** Data records follows **

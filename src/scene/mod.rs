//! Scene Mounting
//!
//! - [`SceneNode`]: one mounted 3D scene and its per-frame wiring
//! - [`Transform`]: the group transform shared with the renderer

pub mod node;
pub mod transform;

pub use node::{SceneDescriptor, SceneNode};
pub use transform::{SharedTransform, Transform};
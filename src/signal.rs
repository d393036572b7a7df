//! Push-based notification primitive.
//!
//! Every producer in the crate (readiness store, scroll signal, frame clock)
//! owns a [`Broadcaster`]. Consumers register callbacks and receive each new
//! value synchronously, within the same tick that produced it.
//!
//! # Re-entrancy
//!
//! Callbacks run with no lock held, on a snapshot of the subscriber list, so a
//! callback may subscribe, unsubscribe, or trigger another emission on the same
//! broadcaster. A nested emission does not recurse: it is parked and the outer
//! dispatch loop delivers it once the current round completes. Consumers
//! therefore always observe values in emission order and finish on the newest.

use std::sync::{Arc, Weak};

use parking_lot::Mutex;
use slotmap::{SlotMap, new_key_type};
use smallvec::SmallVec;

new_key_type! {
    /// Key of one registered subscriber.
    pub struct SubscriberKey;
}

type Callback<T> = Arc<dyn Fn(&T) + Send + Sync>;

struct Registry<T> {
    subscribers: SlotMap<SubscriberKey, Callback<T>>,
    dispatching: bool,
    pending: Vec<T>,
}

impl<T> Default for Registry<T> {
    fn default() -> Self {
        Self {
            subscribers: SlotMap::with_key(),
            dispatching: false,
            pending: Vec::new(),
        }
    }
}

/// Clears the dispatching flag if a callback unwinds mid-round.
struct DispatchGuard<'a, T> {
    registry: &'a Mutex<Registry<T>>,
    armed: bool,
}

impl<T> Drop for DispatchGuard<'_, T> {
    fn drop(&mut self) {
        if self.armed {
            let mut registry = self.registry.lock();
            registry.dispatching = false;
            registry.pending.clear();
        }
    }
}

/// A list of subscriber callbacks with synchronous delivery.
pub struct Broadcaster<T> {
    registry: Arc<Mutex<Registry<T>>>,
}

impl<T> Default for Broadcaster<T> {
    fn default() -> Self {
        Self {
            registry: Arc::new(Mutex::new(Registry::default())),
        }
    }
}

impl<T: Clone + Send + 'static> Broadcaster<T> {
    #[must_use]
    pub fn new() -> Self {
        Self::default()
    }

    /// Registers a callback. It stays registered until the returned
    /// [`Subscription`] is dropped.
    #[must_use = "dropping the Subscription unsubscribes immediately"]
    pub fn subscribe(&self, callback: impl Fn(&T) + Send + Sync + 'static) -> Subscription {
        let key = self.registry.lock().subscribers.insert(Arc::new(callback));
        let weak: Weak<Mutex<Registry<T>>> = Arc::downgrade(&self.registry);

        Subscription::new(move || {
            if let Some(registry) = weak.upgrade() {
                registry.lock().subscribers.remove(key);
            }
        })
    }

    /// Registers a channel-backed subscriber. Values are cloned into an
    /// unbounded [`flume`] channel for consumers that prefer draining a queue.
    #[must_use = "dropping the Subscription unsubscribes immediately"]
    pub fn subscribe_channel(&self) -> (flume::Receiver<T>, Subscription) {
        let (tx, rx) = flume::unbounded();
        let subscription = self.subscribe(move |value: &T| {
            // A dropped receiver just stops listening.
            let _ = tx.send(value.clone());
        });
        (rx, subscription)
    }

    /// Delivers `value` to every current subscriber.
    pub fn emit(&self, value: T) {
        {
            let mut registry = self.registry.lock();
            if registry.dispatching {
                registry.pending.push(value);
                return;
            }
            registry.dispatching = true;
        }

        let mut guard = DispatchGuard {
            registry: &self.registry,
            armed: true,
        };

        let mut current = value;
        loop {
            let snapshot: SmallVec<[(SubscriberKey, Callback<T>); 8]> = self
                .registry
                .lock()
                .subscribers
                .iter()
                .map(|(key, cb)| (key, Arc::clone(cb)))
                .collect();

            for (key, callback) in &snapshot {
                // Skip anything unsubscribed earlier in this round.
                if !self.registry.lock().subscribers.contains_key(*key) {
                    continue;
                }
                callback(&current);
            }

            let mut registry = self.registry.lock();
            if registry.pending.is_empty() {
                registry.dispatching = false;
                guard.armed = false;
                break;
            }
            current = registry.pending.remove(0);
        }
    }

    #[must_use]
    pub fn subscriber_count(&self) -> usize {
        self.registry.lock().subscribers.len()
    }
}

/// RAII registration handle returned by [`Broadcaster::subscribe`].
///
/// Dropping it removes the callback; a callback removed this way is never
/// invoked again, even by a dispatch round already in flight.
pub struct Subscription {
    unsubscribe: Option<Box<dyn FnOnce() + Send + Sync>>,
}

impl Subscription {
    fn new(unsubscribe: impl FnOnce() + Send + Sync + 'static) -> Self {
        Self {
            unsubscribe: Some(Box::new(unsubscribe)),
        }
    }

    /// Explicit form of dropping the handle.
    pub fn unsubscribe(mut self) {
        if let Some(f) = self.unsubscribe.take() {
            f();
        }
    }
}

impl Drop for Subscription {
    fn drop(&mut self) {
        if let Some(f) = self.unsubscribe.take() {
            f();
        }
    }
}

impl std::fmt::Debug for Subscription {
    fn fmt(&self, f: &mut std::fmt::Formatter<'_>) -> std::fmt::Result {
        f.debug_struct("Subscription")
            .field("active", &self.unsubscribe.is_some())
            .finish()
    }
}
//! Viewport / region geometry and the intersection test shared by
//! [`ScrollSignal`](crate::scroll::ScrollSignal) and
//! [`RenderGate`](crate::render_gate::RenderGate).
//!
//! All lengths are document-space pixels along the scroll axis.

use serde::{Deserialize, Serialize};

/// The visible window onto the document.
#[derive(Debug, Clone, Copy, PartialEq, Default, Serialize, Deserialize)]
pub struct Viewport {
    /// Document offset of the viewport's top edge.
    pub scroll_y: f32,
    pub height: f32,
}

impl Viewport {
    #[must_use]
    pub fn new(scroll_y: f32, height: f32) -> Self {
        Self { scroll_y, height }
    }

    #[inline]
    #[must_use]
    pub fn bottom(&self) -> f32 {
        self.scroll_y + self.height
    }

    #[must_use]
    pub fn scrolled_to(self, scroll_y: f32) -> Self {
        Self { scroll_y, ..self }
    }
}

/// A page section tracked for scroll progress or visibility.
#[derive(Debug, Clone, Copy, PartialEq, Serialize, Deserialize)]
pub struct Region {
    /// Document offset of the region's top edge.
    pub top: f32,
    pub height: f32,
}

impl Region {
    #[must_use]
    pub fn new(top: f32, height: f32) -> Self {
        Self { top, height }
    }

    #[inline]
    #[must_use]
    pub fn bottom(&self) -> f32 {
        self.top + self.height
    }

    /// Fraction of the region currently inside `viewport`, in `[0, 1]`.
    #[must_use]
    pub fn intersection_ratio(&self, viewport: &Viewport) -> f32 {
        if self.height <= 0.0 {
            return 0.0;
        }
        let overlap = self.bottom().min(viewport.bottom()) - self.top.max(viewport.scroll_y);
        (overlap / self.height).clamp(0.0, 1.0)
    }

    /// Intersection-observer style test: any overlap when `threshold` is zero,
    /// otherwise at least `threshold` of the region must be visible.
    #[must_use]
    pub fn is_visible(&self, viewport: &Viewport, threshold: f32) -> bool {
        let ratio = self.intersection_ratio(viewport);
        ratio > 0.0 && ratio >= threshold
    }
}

** End of Data records **

**Exercise prompt:** Print exactly the lines from the beginning of the entries through the line with "receive each new". Output nothing more.

**Your response:**
filename src/scene/mod.rs
//! Scene Mounting
//!
//! - [`SceneNode`]: one mounted 3D scene and its per-frame wiring
//! - [`Transform`]: the group transform shared with the renderer

pub mod node;
pub mod transform;

pub use node::{SceneDescriptor, SceneNode};
pub use transform::{SharedTransform, Transform};
filename src/signal.rs
repository d393036572b7a7df
//! Push-based notification primitive.
//!
//! Every producer in the crate (readiness store, scroll signal, frame clock)
//! owns a [`Broadcaster`]. Consumers register callbacks and receive each new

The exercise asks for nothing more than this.